Comprehensive Plant Health Care for Your Landscape
Protecting Your Investment Against Weather-Related Damage
In recent years, Long Island has faced numerous severe weather events, including super storms, extreme temperatures, droughts, and heavy snow.
The impact on your landscape can be significant, and damage may not be visible for years. LaMay’s Tree Service recommends a thorough plant health care consultation to assess your needs and develop a personalized program.
Excellence in Plant Health Care
Tailored Solutions for Thriving Trees and Shrubs
Our Plant Health Care Division is at the forefront of tree and shrub care excellence.
Our expert staff specializes in plant and insect identification and diagnosing various disease issues, as proper identification is essential for maintaining a healthy landscape.
Our trained technicians excel at detecting even the smallest problems, enabling us to address them proactively.

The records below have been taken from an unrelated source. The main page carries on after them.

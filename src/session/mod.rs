//! Session loop and command dispatcher
//!
//! A session owns one connection's framed stream, its device binding and
//! both handle tables. It reads an opcode, runs the matching handler and
//! goes back to waiting for the next opcode until the client sends Exit,
//! closes the stream, or a fatal error occurs.
//!
//! Only Run's backend invocation failures are reported to the client (as
//! status `1`). Every other error ends the session; dropping the session
//! releases all of its allocations.

pub mod handles;

pub use handles::{BufferHandle, BufferTable, ProgramTable};

use crate::config::LimitsConfig;
use crate::device::{Device, DeviceError, DeviceRegistry};
use crate::protocol::{
    AllocRequest, FrameError, FramedStream, FreeRequest, LoadRequest, Opcode, RunRequest,
    RunStatus,
};
use log::{debug, info, warn};
use std::io::{Read, Write};
use std::panic::{catch_unwind, AssertUnwindSafe};
use std::sync::Arc;
use thiserror::Error;

#[derive(Debug, Error)]
pub enum SessionError {
    #[error(transparent)]
    Frame(#[from] FrameError),

    #[error("Unknown opcode 0x{0:02x}")]
    UnknownOpcode(u8),

    #[error("Unknown buffer handle {0}")]
    UnknownBuffer(u64),

    #[error("Unknown program {0}")]
    UnknownProgram(u64),

    #[error("{what} of {size} bytes exceeds limit of {limit}")]
    TooLarge {
        what: &'static str,
        size: u64,
        limit: u64,
    },

    #[error("Device error: {0}")]
    Device(#[from] DeviceError),
}

impl SessionError {
    /// True when the client simply went away
    pub fn is_disconnect(&self) -> bool {
        matches!(self, SessionError::Frame(e) if e.is_disconnect())
    }
}

/// How a session loop finished
#[derive(Debug, Clone, Copy, PartialEq, Eq)]
pub enum SessionEnd {
    /// Client sent Exit
    Exit,
    /// Client closed the stream between commands
    PeerClosed,
}

enum Flow {
    Continue,
    Exit,
}

/// State for one connection
pub struct Session<R: Read, W: Write> {
    id: u64,
    stream: FramedStream<R, W>,
    registry: Arc<DeviceRegistry>,
    device: Arc<dyn Device>,
    buffers: BufferTable,
    programs: ProgramTable,
    limits: LimitsConfig,
    commands: u64,
}

impl<R: Read, W: Write> Session<R, W> {
    pub fn new(
        id: u64,
        stream: FramedStream<R, W>,
        registry: Arc<DeviceRegistry>,
        device: Arc<dyn Device>,
        limits: LimitsConfig,
    ) -> Self {
        Self {
            id,
            stream,
            registry,
            device,
            buffers: BufferTable::new(),
            programs: ProgramTable::new(),
            limits,
            commands: 0,
        }
    }

    /// Currently bound device
    pub fn device(&self) -> &Arc<dyn Device> {
        &self.device
    }

    pub fn buffers(&self) -> &BufferTable {
        &self.buffers
    }

    pub fn programs(&self) -> &ProgramTable {
        &self.programs
    }

    pub fn stream(&self) -> &FramedStream<R, W> {
        &self.stream
    }

    /// Commands dispatched so far
    pub fn commands(&self) -> u64 {
        self.commands
    }

    /// Serve commands until the session ends
    pub fn run(&mut self) -> Result<SessionEnd, SessionError> {
        loop {
            let byte = match self.stream.read_opcode()? {
                Some(byte) => byte,
                None => return Ok(SessionEnd::PeerClosed),
            };
            let op = match Opcode::from_u8(byte) {
                Some(op) => op,
                None => {
                    // The payload length is unknown, so the stream cannot be resynchronized
                    warn!("session {}: unknown opcode 0x{:02x}", self.id, byte);
                    return Err(SessionError::UnknownOpcode(byte));
                }
            };
            self.commands += 1;
            debug!("session {}: {}", self.id, op);

            if let Flow::Exit = self.dispatch(op)? {
                return Ok(SessionEnd::Exit);
            }
        }
    }

    fn dispatch(&mut self, op: Opcode) -> Result<Flow, SessionError> {
        match op {
            Opcode::SelectDevice => self.select_device()?,
            Opcode::Synchronize => self.synchronize()?,
            Opcode::Allocate => self.allocate()?,
            Opcode::Free => self.free()?,
            Opcode::CopyIn => self.copy_in()?,
            Opcode::CopyOut => self.copy_out()?,
            Opcode::Compile => self.compile()?,
            Opcode::Load => self.load()?,
            Opcode::Run => self.run_program()?,
            Opcode::Exit => {
                info!("session {}: exit", self.id);
                return Ok(Flow::Exit);
            }
        }
        Ok(Flow::Continue)
    }

    fn select_device(&mut self) -> Result<(), SessionError> {
        let name = self.stream.read_text(self.limits.block_bytes)?;
        let device = self.registry.get(&name)?;
        info!(
            "session {}: bound to {} (was {})",
            self.id,
            device.name(),
            self.device.name()
        );
        self.device = device;
        self.stream.write_ack()?;
        Ok(())
    }

    fn synchronize(&mut self) -> Result<(), SessionError> {
        self.device.synchronize()?;
        self.stream.write_ack()?;
        Ok(())
    }

    fn allocate(&mut self) -> Result<(), SessionError> {
        let req: AllocRequest = self.stream.read_message(self.limits.block_bytes)?;
        let size = self.check_transfer("allocation", req.size)?;

        let allocation = self.device.allocator().alloc(size, &req.options)?;
        let handle = BufferHandle::new(allocation, req.options, Arc::clone(&self.device));
        let id = self.buffers.insert(handle);
        debug!("session {}: buffer {} = {} bytes", self.id, id, size);

        self.stream.write_message(&id)?;
        Ok(())
    }

    fn free(&mut self) -> Result<(), SessionError> {
        let req: FreeRequest = self.stream.read_message(self.limits.block_bytes)?;
        let handle = self.buffers.remove(req.id)?;
        handle.release(&req.options)?;
        self.stream.write_ack()?;
        Ok(())
    }

    fn copy_in(&mut self) -> Result<(), SessionError> {
        let id = self.stream.read_u64()?;
        let handle = self.buffers.get_mut(id)?;
        let stream = &mut self.stream;
        handle.copy_in_with(|shadow| stream.read_exact(shadow).map_err(SessionError::from))
    }

    fn copy_out(&mut self) -> Result<(), SessionError> {
        let id = self.stream.read_u64()?;
        let data = self.buffers.get_mut(id)?.copy_out()?;
        self.stream.write_all(data)?;
        Ok(())
    }

    fn compile(&mut self) -> Result<(), SessionError> {
        let len = self.stream.read_u32()?;
        let len = self.check_transfer("compile source", len as u64)?;
        let raw = self.stream.read_vec(len)?;
        let source = String::from_utf8(raw).map_err(FrameError::from)?;

        let lib = self.device.compiler().compile(&source)?;
        debug!(
            "session {}: compiled {} source bytes to {} bytes",
            self.id,
            len,
            lib.len()
        );
        self.stream.write_block(&lib)?;
        Ok(())
    }

    fn load(&mut self) -> Result<(), SessionError> {
        let req: LoadRequest = self.stream.read_message(self.limits.block_bytes)?;
        let nbytes = self.check_transfer("program binary", req.nbytes)?;
        self.stream.write_ack()?;

        let lib = self.stream.read_vec(nbytes)?;
        let program = self.device.runtime().load(&req.name, &lib)?;
        if self.programs.insert(req.program, program) {
            debug!("session {}: program {} replaced", self.id, req.program);
        }
        self.stream.write_ack()?;
        Ok(())
    }

    fn run_program(&mut self) -> Result<(), SessionError> {
        let req: RunRequest = self.stream.read_message(self.limits.run_block_bytes)?;
        let status = {
            let buffers = self.buffers.resolve(&req.buffers)?;
            let program = self.programs.get(req.program)?;
            let launch = req.launch_params();

            match catch_unwind(AssertUnwindSafe(|| program.invoke(&buffers, &launch))) {
                Ok(Ok(elapsed)) => {
                    if let Some(elapsed) = elapsed {
                        debug!(
                            "session {}: {} took {:?}",
                            self.id, req.name, elapsed
                        );
                    }
                    RunStatus::Success
                }
                Ok(Err(e)) => {
                    warn!("session {}: {} failed: {}", self.id, req.name, e);
                    RunStatus::Failure
                }
                Err(panic) => {
                    warn!(
                        "session {}: {} panicked: {}",
                        self.id,
                        req.name,
                        panic_message(&*panic)
                    );
                    RunStatus::Failure
                }
            }
        };
        self.stream.write_u8(status as u8)?;
        Ok(())
    }

    fn check_transfer(&self, what: &'static str, size: u64) -> Result<usize, SessionError> {
        let limit = self.limits.transfer_bytes;
        if size > limit {
            return Err(SessionError::TooLarge { what, size, limit });
        }
        usize::try_from(size).map_err(|_| SessionError::TooLarge { what, size, limit })
    }
}

fn panic_message(panic: &(dyn std::any::Any + Send)) -> String {
    if let Some(s) = panic.downcast_ref::<&str>() {
        s.to_string()
    } else if let Some(s) = panic.downcast_ref::<String>() {
        s.clone()
    } else {
        "non-string panic payload".to_string()
    }
}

Collaborating closely with you, our PHC team will develop a comprehensive program tailored to your property, incorporating Integrated Pest Management, disease monitoring, tick control, and bio-organic treatments.
We will also assess your fertilization needs to enhance the vitality of your landscape.
Beech Leaf Disease
BLD Causes, Prevention, and Treatment Options
Beech Leaf Disease (BLD) is a fatal tree disease that primarily attacks American Beech Trees. This is a relatively new disease and has only affected us on long Island in the last few years. We are still learning about the disease but Arborists have now identified a specific nematode as the cause. The parasitic nematode sucks nutrients from beech leaves to survive and reproduce.
Although we are still learning about this disease and its causes, homeowners need to know the signs and what to do when it manifests in their trees. Luckily, BLD has noticeable signs and symptoms indicating an infection. The lateral veins of beech leaves will have dark stripes or bands between them (these can be more easily seen by standing beneath the tree and looking up at the leaves on a sunny day). As the disease progresses, new symptoms appear, such as smaller leaves, leathery texture on leaves, heavier and more noticeable banding, crinkled, deformed or shriveled leaves. The nematodes do most of their damage to leaves in summer and late fall. As it gets later in fall, the nematodes exit the leaves and migrate to buds, where they overwinter and lay eggs for the next season.
Cottony Maple Scale
Cottony Maple Scale is one of the largest and most conspicuous of the scale insects and a common problem on Long Island. Heavy populations cause the dieback of twigs and branches and premature foliage loss. This scale feeds on the sap of Maple, Oak, Dogwood, Beech, Euonymus, Sycamore, Willow, Linden, Elm, Fruit trees, Rose, Lilac, Virginia Creeper and others.
Cottony Maple Scale overwinters on twigs as an immature flat female that grows rapidly in spring. Before the leaves begin dropping in the fall, the females migrate back to the twigs and attach them-selves for overwintering. One generation is produced a year.
Hemlock Woolly Adelgid
Hemlock Woolly Adelgid, o, is an invasive, aphid-like insect that attacks North American Hemlocks. They are very small and hard to see, but they can be easily identified by the white woolly masses they form on the underside of branches at the base of the needles. All species of hemlock are vulnerable to attack, but severe damage and death typically occurs in eastern (Tsuga canadensis) and Carolina (Tsuga Caroliniana) Hemlocks only.
Juveniles, known as crawlers, can usually be found at the base of the needles. They insert their long mouthparts and begin feeding on the tree’s stored starches. They will remain in the same spot for the rest of their lives, continually feeding and developing into adults. Their feeding severely damages the canopy of the host tree by disrupting the flow of nutrients to its twigs and needles. Tree health declines, and mortality usually occurs within 4 to 10 years.